THE RECORDS
++++++++

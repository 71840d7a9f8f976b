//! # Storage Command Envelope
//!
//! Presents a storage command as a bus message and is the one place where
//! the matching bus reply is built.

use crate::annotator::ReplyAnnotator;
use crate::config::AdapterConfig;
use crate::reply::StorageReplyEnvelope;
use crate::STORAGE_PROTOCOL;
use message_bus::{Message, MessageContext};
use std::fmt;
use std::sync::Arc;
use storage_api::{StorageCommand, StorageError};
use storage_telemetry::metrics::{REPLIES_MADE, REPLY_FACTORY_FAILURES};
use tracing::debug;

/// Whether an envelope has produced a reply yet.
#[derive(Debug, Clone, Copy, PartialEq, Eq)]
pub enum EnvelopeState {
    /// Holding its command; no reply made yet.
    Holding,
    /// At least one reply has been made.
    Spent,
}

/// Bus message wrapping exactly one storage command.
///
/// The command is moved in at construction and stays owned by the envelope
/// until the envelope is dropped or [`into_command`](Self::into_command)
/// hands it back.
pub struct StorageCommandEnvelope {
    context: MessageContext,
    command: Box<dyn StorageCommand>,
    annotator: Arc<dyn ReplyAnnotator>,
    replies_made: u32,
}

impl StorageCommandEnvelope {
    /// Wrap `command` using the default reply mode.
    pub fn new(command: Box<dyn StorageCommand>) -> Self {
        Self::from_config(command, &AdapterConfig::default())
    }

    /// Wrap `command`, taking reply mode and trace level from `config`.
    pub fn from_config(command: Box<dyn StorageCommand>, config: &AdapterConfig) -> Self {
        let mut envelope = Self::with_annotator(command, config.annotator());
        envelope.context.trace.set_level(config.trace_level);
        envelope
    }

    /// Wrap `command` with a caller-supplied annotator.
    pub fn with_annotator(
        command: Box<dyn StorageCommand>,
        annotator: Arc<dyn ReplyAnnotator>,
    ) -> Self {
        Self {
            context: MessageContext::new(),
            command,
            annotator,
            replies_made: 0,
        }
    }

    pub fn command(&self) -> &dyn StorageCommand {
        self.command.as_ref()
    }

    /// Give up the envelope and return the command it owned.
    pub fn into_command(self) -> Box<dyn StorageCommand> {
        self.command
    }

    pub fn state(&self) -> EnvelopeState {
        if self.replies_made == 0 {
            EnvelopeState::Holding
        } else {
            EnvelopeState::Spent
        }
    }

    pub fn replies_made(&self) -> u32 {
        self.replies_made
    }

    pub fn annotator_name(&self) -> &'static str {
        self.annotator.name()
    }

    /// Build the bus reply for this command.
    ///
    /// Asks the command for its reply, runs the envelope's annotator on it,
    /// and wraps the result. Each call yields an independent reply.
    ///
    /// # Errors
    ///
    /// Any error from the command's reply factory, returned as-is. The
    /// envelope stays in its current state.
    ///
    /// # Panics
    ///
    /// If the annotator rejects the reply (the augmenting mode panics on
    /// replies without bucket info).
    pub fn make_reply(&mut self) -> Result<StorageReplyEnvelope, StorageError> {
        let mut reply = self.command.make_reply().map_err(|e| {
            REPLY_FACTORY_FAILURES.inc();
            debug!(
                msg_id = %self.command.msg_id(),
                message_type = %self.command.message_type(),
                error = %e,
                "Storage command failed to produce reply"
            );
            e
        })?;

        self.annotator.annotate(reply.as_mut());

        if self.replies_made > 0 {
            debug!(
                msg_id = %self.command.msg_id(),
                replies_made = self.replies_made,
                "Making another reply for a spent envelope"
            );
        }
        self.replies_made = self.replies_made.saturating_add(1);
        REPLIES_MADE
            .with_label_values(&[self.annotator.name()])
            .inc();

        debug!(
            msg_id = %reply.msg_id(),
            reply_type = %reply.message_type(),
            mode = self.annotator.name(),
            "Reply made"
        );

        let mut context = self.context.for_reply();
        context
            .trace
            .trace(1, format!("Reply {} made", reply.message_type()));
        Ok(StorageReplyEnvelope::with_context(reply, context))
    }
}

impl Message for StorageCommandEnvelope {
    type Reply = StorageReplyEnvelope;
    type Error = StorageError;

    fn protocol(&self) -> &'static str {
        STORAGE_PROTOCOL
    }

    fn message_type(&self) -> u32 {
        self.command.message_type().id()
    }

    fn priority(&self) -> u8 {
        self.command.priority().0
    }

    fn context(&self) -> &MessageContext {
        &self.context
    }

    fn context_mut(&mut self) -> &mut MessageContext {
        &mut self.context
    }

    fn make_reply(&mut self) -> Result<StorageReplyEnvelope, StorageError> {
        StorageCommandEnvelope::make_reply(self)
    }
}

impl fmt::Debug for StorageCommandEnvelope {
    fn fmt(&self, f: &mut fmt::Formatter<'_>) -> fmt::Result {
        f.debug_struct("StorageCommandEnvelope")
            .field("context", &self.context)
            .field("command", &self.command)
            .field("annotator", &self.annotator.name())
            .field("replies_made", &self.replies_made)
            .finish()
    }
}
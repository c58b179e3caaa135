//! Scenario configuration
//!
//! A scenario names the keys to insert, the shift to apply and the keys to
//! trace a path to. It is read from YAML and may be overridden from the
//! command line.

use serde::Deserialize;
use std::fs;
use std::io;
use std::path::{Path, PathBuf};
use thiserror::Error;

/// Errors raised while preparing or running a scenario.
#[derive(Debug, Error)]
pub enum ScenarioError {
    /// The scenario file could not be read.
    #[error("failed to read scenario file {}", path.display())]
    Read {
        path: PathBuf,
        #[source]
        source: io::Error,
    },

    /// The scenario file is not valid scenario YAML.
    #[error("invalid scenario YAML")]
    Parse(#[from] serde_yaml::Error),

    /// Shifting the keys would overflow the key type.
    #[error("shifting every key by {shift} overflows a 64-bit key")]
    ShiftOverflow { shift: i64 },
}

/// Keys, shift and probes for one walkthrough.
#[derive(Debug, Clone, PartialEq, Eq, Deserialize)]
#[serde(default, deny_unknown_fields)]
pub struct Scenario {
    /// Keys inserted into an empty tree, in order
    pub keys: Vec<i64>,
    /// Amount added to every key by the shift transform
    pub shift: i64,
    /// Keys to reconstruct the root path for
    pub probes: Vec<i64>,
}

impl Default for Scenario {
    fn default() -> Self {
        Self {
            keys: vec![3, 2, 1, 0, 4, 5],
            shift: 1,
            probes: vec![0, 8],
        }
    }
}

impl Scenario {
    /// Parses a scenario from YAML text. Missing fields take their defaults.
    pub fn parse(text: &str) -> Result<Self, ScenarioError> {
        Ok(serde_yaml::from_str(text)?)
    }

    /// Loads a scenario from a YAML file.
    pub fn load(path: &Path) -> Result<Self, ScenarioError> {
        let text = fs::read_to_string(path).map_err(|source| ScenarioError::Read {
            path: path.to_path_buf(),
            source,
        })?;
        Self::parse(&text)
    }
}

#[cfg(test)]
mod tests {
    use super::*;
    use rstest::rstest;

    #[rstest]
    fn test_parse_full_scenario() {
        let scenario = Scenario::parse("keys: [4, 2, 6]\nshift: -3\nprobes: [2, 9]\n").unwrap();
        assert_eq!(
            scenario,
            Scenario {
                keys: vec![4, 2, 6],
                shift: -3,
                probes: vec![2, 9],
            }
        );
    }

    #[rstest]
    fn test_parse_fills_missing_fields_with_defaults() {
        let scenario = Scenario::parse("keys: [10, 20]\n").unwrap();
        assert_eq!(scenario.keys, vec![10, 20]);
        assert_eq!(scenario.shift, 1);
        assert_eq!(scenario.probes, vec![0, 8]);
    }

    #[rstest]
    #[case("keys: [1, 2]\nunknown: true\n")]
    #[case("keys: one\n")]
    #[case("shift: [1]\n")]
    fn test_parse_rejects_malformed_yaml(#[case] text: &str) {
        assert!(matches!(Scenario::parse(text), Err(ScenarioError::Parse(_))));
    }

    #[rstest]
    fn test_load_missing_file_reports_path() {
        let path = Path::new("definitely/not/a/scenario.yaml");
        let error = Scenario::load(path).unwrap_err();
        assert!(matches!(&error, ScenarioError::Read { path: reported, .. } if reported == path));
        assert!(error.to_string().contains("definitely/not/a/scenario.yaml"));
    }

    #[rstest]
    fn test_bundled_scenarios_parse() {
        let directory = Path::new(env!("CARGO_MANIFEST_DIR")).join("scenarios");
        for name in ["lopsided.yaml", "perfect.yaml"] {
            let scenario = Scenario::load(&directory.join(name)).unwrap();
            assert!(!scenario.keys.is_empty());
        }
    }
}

++++++++

EXERCISE
Would you restate exactly the lines of the material above, from its opening line through the line with "let mut envelope", and output only those?

ANSWER FOR THIS EXERCISE
repository 71840d7a9f8f976b
//! # Storage Command Envelope
//!
//! Presents a storage command as a bus message and is the one place where
//! the matching bus reply is built.

use crate::annotator::ReplyAnnotator;
use crate::config::AdapterConfig;
use crate::reply::StorageReplyEnvelope;
use crate::STORAGE_PROTOCOL;
use message_bus::{Message, MessageContext};
use std::fmt;
use std::sync::Arc;
use storage_api::{StorageCommand, StorageError};
use storage_telemetry::metrics::{REPLIES_MADE, REPLY_FACTORY_FAILURES};
use tracing::debug;

/// Whether an envelope has produced a reply yet.
#[derive(Debug, Clone, Copy, PartialEq, Eq)]
pub enum EnvelopeState {
    /// Holding its command; no reply made yet.
    Holding,
    /// At least one reply has been made.
    Spent,
}

/// Bus message wrapping exactly one storage command.
///
/// The command is moved in at construction and stays owned by the envelope
/// until the envelope is dropped or [`into_command`](Self::into_command)
/// hands it back.
pub struct StorageCommandEnvelope {
    context: MessageContext,
    command: Box<dyn StorageCommand>,
    annotator: Arc<dyn ReplyAnnotator>,
    replies_made: u32,
}

impl StorageCommandEnvelope {
    /// Wrap `command` using the default reply mode.
    pub fn new(command: Box<dyn StorageCommand>) -> Self {
        Self::from_config(command, &AdapterConfig::default())
    }

    /// Wrap `command`, taking reply mode and trace level from `config`.
    pub fn from_config(command: Box<dyn StorageCommand>, config: &AdapterConfig) -> Self {
        let mut envelope = Self::with_annotator(command, config.annotator());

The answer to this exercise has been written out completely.